Tuesday, January 05, 2016

Yoga Tales from Rural Maine: What is peaceful

The work I do at Acadia Hospital is hard. Any work where you have to face the suffering of children is hard. Any work where you have to face the suffering of children and try to make a difference in 45-minutes every two weeks with large groups of multi-age kids with a full spectrum of special needs is *hard*. I'm telling you. Hard.
The end of class with the "littles" is especially hard. It's meant to be peaceful, quiet resting, safe, gentle, still...and today it was especially bonkers. I really felt I'd let them down. I kept thinking that I haven't unlocked this puzzle and I should have by now. But how *do* you get TEN little boys ages 6 - 10 (and two little girls) with hyperactivity, attention deficit, autism, trauma, and other social and mood disorders to rest in stillness? Agh. The thing I tried today worked for four kids (deeply peaceful, resting, yes, success!) but the others? It was like being inside a popcorn popper. A popcorn popper filled with little boys in their stocking feet!
So I'm thinking...damn. I've failed. Again. They're gonna fire me. How do I fix this? What can I do next time, so they get what I'm hoping they'll get? So that they'll have some peace and rest and understand how to help themselves feel better--and feel *loved* and worth loving...and a little more okay...
And then...amidst the chaos, this little one came up to me. It was his first yoga class at the hospital. He's six. He just lost one of his baby teeth. He didn't sit still the entire time.
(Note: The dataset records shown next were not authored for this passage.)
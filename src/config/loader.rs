//! Build table descriptors from the schema document and collect them into a registry.

use crate::config::registry::Registries;
use crate::config::resolved::{ApiSettings, FieldDescriptor, FieldType, SchemaRegistry, TableDescriptor};
use crate::config::types::{ApiConfig, RawTable, SchemaDocument};
use crate::config::validator::build_field;
use crate::entity::FetchPolicy;
use crate::error::{ConfigError, DescriptorError, DescriptorErrorKind};
use crate::naming::default_endpoint;
use serde_json::Value;
use std::path::Path;

/// Outcome of loading a schema: usable tables, plus the tables that failed.
#[derive(Debug, Default)]
pub struct SchemaLoad {
    pub registry: SchemaRegistry,
    pub failures: Vec<ConfigError>,
}

impl SchemaLoad {
    pub fn is_clean(&self) -> bool {
        self.failures.is_empty()
    }
}

/// Build one table descriptor with the standard registries.
pub fn build_table_descriptor(name: &str, raw: &Value) -> Result<TableDescriptor, ConfigError> {
    build_table_descriptor_with(&Registries::STANDARD, name, raw)
}

pub fn build_table_descriptor_with(
    registries: &Registries,
    name: &str,
    raw: &Value,
) -> Result<TableDescriptor, ConfigError> {
    let fail = |errors: Vec<DescriptorError>| ConfigError::Table {
        table: name.to_string(),
        errors,
    };
    let table: RawTable = serde_json::from_value(raw.clone()).map_err(|e| {
        tracing::error!(table = %name, error = %e, "malformed table");
        fail(vec![DescriptorError::table(name, DescriptorErrorKind::NoFields)])
    })?;

    let raw_fields = match &table.fields {
        Some(Value::Object(map)) if !map.is_empty() => map,
        _ => {
            tracing::error!(table = %name, "no fields in table");
            return Err(fail(vec![DescriptorError::table(name, DescriptorErrorKind::NoFields)]));
        }
    };

    let mut errors = Vec::new();
    let mut fields: Vec<FieldDescriptor> = Vec::with_capacity(raw_fields.len());
    for (field_name, spec) in raw_fields {
        let Some(spec) = spec.as_str() else {
            tracing::error!(table = %name, field = %field_name, "field options must be a string");
            errors.push(DescriptorError::field(field_name, DescriptorErrorKind::MalformedField).in_table(name));
            continue;
        };
        match build_field(registries, name, field_name, spec) {
            Ok(field) => fields.push(field),
            Err(mut field_errors) => errors.append(&mut field_errors),
        }
    }

    if fields.is_empty() {
        tracing::error!(table = %name, "no valid fields in table");
        errors.push(DescriptorError::table(name, DescriptorErrorKind::NoValidFields));
        return Err(fail(errors));
    }
    if !errors.is_empty() {
        return Err(fail(errors));
    }

    let primary = match primary_field(name, &fields) {
        Some(p) => p,
        None => {
            tracing::error!(table = %name, "no primary field in table");
            return Err(fail(vec![DescriptorError::table(name, DescriptorErrorKind::NoPrimary)]));
        }
    };

    let mut indexed = vec![primary.clone()];
    indexed.extend(
        fields
            .iter()
            .filter(|f| f.is_indexed() && f.name != primary)
            .map(|f| f.name.clone()),
    );

    let uuid_primary = fields
        .iter()
        .any(|f| f.name == primary && f.field_type == FieldType::Uuid);
    let fillable = fields
        .iter()
        .filter(|f| !matches!(f.field_type, FieldType::Increments | FieldType::OneToMany | FieldType::ManyToMany))
        .filter(|f| !(uuid_primary && f.name == primary))
        .map(|f| f.name.clone())
        .collect();

    Ok(TableDescriptor {
        name: name.to_string(),
        fields,
        primary,
        indexed,
        fillable,
        sort: table.sort.unwrap_or_default(),
        api: api_settings(name, table.api.unwrap_or_default()),
    })
}

/// First field carrying `primary`; an auto-increment field stands in when none does.
fn primary_field(table: &str, fields: &[FieldDescriptor]) -> Option<String> {
    let mut primaries = fields.iter().filter(|f| f.is_primary());
    if let Some(first) = primaries.next() {
        for extra in primaries {
            tracing::warn!(table = %table, field = %extra.name, "additional primary field ignored");
        }
        return Some(first.name.clone());
    }
    fields
        .iter()
        .find(|f| f.field_type == FieldType::Increments)
        .map(|f| f.name.clone())
}

fn api_settings(table: &str, api: ApiConfig) -> ApiSettings {
    ApiSettings {
        prefix: api.prefix.unwrap_or_default(),
        endpoint: api.endpoint.unwrap_or_else(|| default_endpoint(table)),
        methods: api
            .methods
            .unwrap_or_else(|| ["GET", "POST", "PUT", "DELETE"].map(String::from).to_vec()),
        middleware: api.middleware.unwrap_or_else(|| "api".into()),
        fetchable: api
            .fetchable
            .as_ref()
            .map(FetchPolicy::from_json)
            .unwrap_or(FetchPolicy::Everything),
        fetch_on_store: api.fetch_on_store,
        fetch_on_update: api.fetch_on_update,
        allowed_origin: api.allowed_origin.unwrap_or_else(|| "*".into()),
        allowed_methods: api.allowed_methods.unwrap_or_else(|| "*".into()),
    }
}

/// Build every table of the document. Tables that fail are reported in
/// [`SchemaLoad::failures`] and left out of the registry.
pub fn resolve(document: &SchemaDocument) -> Result<SchemaLoad, ConfigError> {
    resolve_with(&Registries::STANDARD, document)
}

pub fn resolve_with(registries: &Registries, document: &SchemaDocument) -> Result<SchemaLoad, ConfigError> {
    if document.tables.is_empty() {
        return Err(ConfigError::Load("no tables in schema".into()));
    }
    tracing::debug!(count = document.tables.len(), "parsing tables");

    let mut load = SchemaLoad::default();
    for (index, (name, raw)) in document.tables.iter().enumerate() {
        tracing::debug!(table = %name, "parsing table");
        match build_table_descriptor_with(registries, name, raw) {
            Ok(mut table) => {
                let explicit_sort = raw.get("sort").is_some_and(|s| !s.is_null());
                if !explicit_sort {
                    table.sort = index as i64 + 1;
                }
                load.registry.insert(table);
            }
            Err(e) => {
                tracing::error!(table = %name, error = %e, "table has errors");
                load.failures.push(e);
            }
        }
    }

    warn_dangling_relations(&load.registry);
    tracing::info!(
        loaded = load.registry.len(),
        failed = load.failures.len(),
        "schema loaded"
    );
    Ok(load)
}

fn warn_dangling_relations(registry: &SchemaRegistry) {
    for table in registry.tables() {
        for (field, relation) in table.relation_fields() {
            if registry.get(relation.target_table()).is_none() {
                tracing::warn!(
                    table = %table.name,
                    field = %field.name,
                    target = %relation.target_table(),
                    "relation targets a table that is not loaded"
                );
            }
        }
        for field in &table.fields {
            if let (Some(foreign), None) = (&field.foreign, &field.relation) {
                if registry.get(&foreign.table).is_none() {
                    tracing::warn!(table = %table.name, field = %field.name, target = %foreign.table, "foreign table is not loaded");
                }
            }
        }
    }
}

pub fn load_from_str(json: &str) -> Result<SchemaLoad, ConfigError> {
    let document: SchemaDocument = serde_json::from_str(json).map_err(|e| ConfigError::Load(e.to_string()))?;
    resolve(&document)
}

pub async fn load_from_path(path: impl AsRef<Path>) -> Result<SchemaLoad, ConfigError> {
    let path = path.as_ref();
    tracing::debug!(path = %path.display(), "opening schema document");
    let text = tokio::fs::read_to_string(path)
        .await
        .map_err(|e| ConfigError::Load(format!("{}: {}", path.display(), e)))?;
    load_from_str(&text)
}

#[cfg(test)]
mod tests {
    use super::*;
    use serde_json::json;

    fn kinds(err: &ConfigError) -> Vec<&'static str> {
        match err {
            ConfigError::Table { errors, .. } => errors.iter().map(|e| e.kind.tag()).collect(),
            other => panic!("unexpected error {other}"),
        }
    }

    #[test]
    fn derives_primary_indexed_and_fillable() {
        let table = build_table_descriptor(
            "posts",
            &json!({
                "fields": {
                    "id": "uuid|primary",
                    "title": "string:120|index",
                    "author_id": "uuid|one-to-one:users:id|as:author",
                    "comments": "one-to-many:comments:post_id",
                    "tags": "many-to-many:tags"
                }
            }),
        )
        .unwrap();
        assert_eq!(table.primary, "id");
        assert_eq!(table.indexed, vec!["id", "title"]);
        assert_eq!(table.fillable, vec!["title", "author_id"]);
        assert_eq!(table.field("author_id").unwrap().alias(), Some("author"));
    }

    #[test]
    fn non_uuid_primary_is_fillable() {
        let table = build_table_descriptor(
            "countries",
            &json!({ "fields": { "code": "string:2|primary", "name": "string" } }),
        )
        .unwrap();
        assert_eq!(table.fillable, vec!["code", "name"]);
    }

    #[test]
    fn increments_stands_in_for_primary() {
        let table = build_table_descriptor(
            "logs",
            &json!({ "fields": { "id": "increments", "line": "text" } }),
        )
        .unwrap();
        assert_eq!(table.primary, "id");
        assert_eq!(table.fillable, vec!["line"]);
    }

    #[test]
    fn empty_or_malformed_fields_fail() {
        let err = build_table_descriptor("t", &json!({ "fields": {} })).unwrap_err();
        assert_eq!(kinds(&err), vec!["error-no-fields"]);
        let err = build_table_descriptor("t", &json!({ "fields": ["id"] })).unwrap_err();
        assert_eq!(kinds(&err), vec!["error-no-fields"]);
        let err = build_table_descriptor("t", &json!({})).unwrap_err();
        assert_eq!(kinds(&err), vec!["error-no-fields"]);
    }

    #[test]
    fn one_bad_field_fails_the_table() {
        let err = build_table_descriptor(
            "t",
            &json!({ "fields": { "id": "increments", "name": "string|bogus" } }),
        )
        .unwrap_err();
        assert_eq!(kinds(&err), vec!["error-unknown-option"]);
    }

    #[test]
    fn zero_valid_fields_is_reported() {
        let err = build_table_descriptor("t", &json!({ "fields": { "a": "", "b": 3 } })).unwrap_err();
        assert_eq!(
            kinds(&err),
            vec!["error-no-options", "error-malformed-field", "error-no-valid-fields"]
        );
    }

    #[test]
    fn missing_primary_fails() {
        let err = build_table_descriptor("t", &json!({ "fields": { "name": "string" } })).unwrap_err();
        assert_eq!(kinds(&err), vec!["error-no-primary"]);
    }

    #[test]
    fn api_defaults() {
        let table = build_table_descriptor("blog_post", &json!({ "fields": { "id": "increments" } })).unwrap();
        assert_eq!(table.api.endpoint, "blogpost");
        assert_eq!(table.api.collection_path(), "/blogpost");
        assert!(table.api.allows("delete"));
        assert_eq!(table.api.middleware, "api");
        assert_eq!(table.api.fetchable, FetchPolicy::Everything);
        assert!(!table.api.fetch_on_store);
        assert_eq!(table.api.allowed_origin, "*");
        assert_eq!(table.api.allowed_methods, "*");
    }

    #[test]
    fn api_section_is_read() {
        let table = build_table_descriptor(
            "posts",
            &json!({
                "fields": { "id": "increments" },
                "api": {
                    "prefix": "v1",
                    "endpoint": "articles",
                    "methods": ["GET"],
                    "fetchable": { "author": true },
                    "fetchOnStore": true,
                    "allowedOrigin": "https://blog.example",
                    "allowedMethods": "GET, OPTIONS"
                }
            }),
        )
        .unwrap();
        assert_eq!(table.api.collection_path(), "/v1/articles");
        assert!(table.api.allows("GET"));
        assert!(!table.api.allows("POST"));
        assert!(table.api.fetch_on_store);
        assert_eq!(table.api.fetchable, FetchPolicy::from_json(&json!({ "author": true })));
        assert_eq!(table.api.allowed_origin, "https://blog.example");
        assert_eq!(table.api.allowed_methods, "GET, OPTIONS");
    }

    #[test]
    fn resolve_excludes_failed_tables_and_defaults_sort() {
        let load = load_from_str(
            r#"{
                "tables": {
                    "users": { "fields": { "id": "uuid|primary", "name": "string" } },
                    "broken": { "fields": { "id": "string|integer" } },
                    "posts": { "fields": { "id": "increments" }, "sort": 0 }
                }
            }"#,
        )
        .unwrap();
        assert_eq!(load.registry.len(), 2);
        assert!(load.registry.get("broken").is_none());
        assert_eq!(load.failures.len(), 1);
        assert_eq!(load.registry.get("users").unwrap().sort, 1);
        assert_eq!(load.registry.get("posts").unwrap().sort, 0);
        let order: Vec<&str> = load.registry.tables().map(|t| t.name.as_str()).collect();
        assert_eq!(order, vec!["posts", "users"]);
    }

    #[test]
    fn document_without_tables_is_a_load_error() {
        assert!(matches!(load_from_str(r#"{ "tables": {} }"#), Err(ConfigError::Load(_))));
        assert!(matches!(load_from_str("not json"), Err(ConfigError::Load(_))));
    }
}
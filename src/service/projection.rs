//! Entity -> output map.

use crate::config::RelationKind;
use crate::entity::{Entity, Related};
use serde_json::{Map, Value};

/// Output representation of `entity`: stored values, hydrated relations in
/// place of their keys, `omit` fields removed.
pub fn project(entity: &Entity) -> Map<String, Value> {
    let table = entity.table();
    let mut out = entity.values().clone();

    for (field, relation) in table.relation_fields() {
        match relation {
            RelationKind::OneToOne { alias: Some(alias), .. } => {
                out.remove(&field.name);
                if let Some(related) = entity.related(alias) {
                    out.insert(alias.clone(), project_related(related));
                }
            }
            RelationKind::OneToOne { alias: None, .. } => {}
            RelationKind::OneToMany { .. } | RelationKind::ManyToMany { .. } => {
                if let Some(related) = entity.related(&field.name) {
                    out.insert(field.name.clone(), project_related(related));
                }
            }
        }
    }

    for field in table.fields.iter().filter(|f| f.is_omitted()) {
        out.remove(&field.name);
    }
    out
}

fn project_related(related: &Related) -> Value {
    match related {
        Related::One(Some(child)) => Value::Object(project(child)),
        Related::One(None) => Value::Null,
        Related::Many(children) => Value::Array(
            children
                .iter()
                .map(|c| Value::Object(project(c)))
                .collect(),
        ),
    }
}
//! Field option grammar: `name[:param[:param...]]` tokens joined by `|`.
//!
//! `"string:120|unique|min:3"` parses to `string(120)`, `unique()`, `min(3)`.
//! Parsing never fails; whether the names and parameter counts make sense is
//! decided by the validator against the option registries.

/// Parsed option names with their raw positional parameters, in first-seen order.
///
/// A name appears at most once. When the same name is given twice, the later
/// parameters replace the earlier ones and the option keeps its first position.
#[derive(Clone, Debug, Default, PartialEq, Eq)]
pub struct FieldOptions {
    entries: Vec<(String, Vec<String>)>,
}

impl FieldOptions {
    pub fn insert(&mut self, name: String, params: Vec<String>) {
        match self.entries.iter_mut().find(|(n, _)| *n == name) {
            Some(entry) => entry.1 = params,
            None => self.entries.push((name, params)),
        }
    }

    pub fn get(&self, name: &str) -> Option<&[String]> {
        self.entries
            .iter()
            .find(|(n, _)| n == name)
            .map(|(_, p)| p.as_slice())
    }

    pub fn contains(&self, name: &str) -> bool {
        self.get(name).is_some()
    }

    pub fn iter(&self) -> impl Iterator<Item = (&str, &[String])> {
        self.entries.iter().map(|(n, p)| (n.as_str(), p.as_slice()))
    }

    pub fn len(&self) -> usize {
        self.entries.len()
    }

    pub fn is_empty(&self) -> bool {
        self.entries.is_empty()
    }
}

/// Parse one field specification string. Blank input yields an empty set.
pub fn parse_field(spec: &str) -> FieldOptions {
    let mut options = FieldOptions::default();
    if spec.trim().is_empty() {
        return options;
    }
    for token in spec.split('|') {
        let mut parts = token.split(':').map(str::trim);
        let name = parts.next().unwrap_or_default().to_string();
        let params = parts.map(str::to_string).collect();
        options.insert(name, params);
    }
    options
}

#[cfg(test)]
mod tests {
    use super::*;

    #[test]
    fn parses_names_and_params() {
        let options = parse_field("string:120|unique|one-to-one:users:id");
        assert_eq!(options.len(), 3);
        assert_eq!(options.get("string"), Some(&["120".to_string()][..]));
        assert_eq!(options.get("unique"), Some(&[][..]));
        assert_eq!(
            options.get("one-to-one"),
            Some(&["users".to_string(), "id".to_string()][..])
        );
    }

    #[test]
    fn blank_spec_is_empty() {
        assert!(parse_field("").is_empty());
        assert!(parse_field("   ").is_empty());
    }

    #[test]
    fn later_duplicate_overwrites_and_keeps_position() {
        let options = parse_field("min:1|string|min:4");
        let names: Vec<&str> = options.iter().map(|(n, _)| n).collect();
        assert_eq!(names, vec!["min", "string"]);
        assert_eq!(options.get("min"), Some(&["4".to_string()][..]));
    }

    #[test]
    fn empty_token_is_kept_as_empty_name() {
        let options = parse_field("string||unique");
        assert!(options.contains(""));
        assert_eq!(options.len(), 3);
    }
}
But he came up to me, as I was cleaning up crayons and helping to tie shoes and repeating the instructions for what to do with your yoga mat...he came up to me, this tiny little thing with his missing-toothed-kindergarten-smile and he stood *still* right in front of me and he said, "I like you."
"Oh, my darling (I said his name), I like YOU, too!" I exclaimed. And I stopped what I was doing, so he could have all of me for a moment.
"Can I hug you?" he asked.
I wasn't sure if hugging was allowed. I thought maybe it wasn't? So I asked the occupational therapist in charge. She nodded yes.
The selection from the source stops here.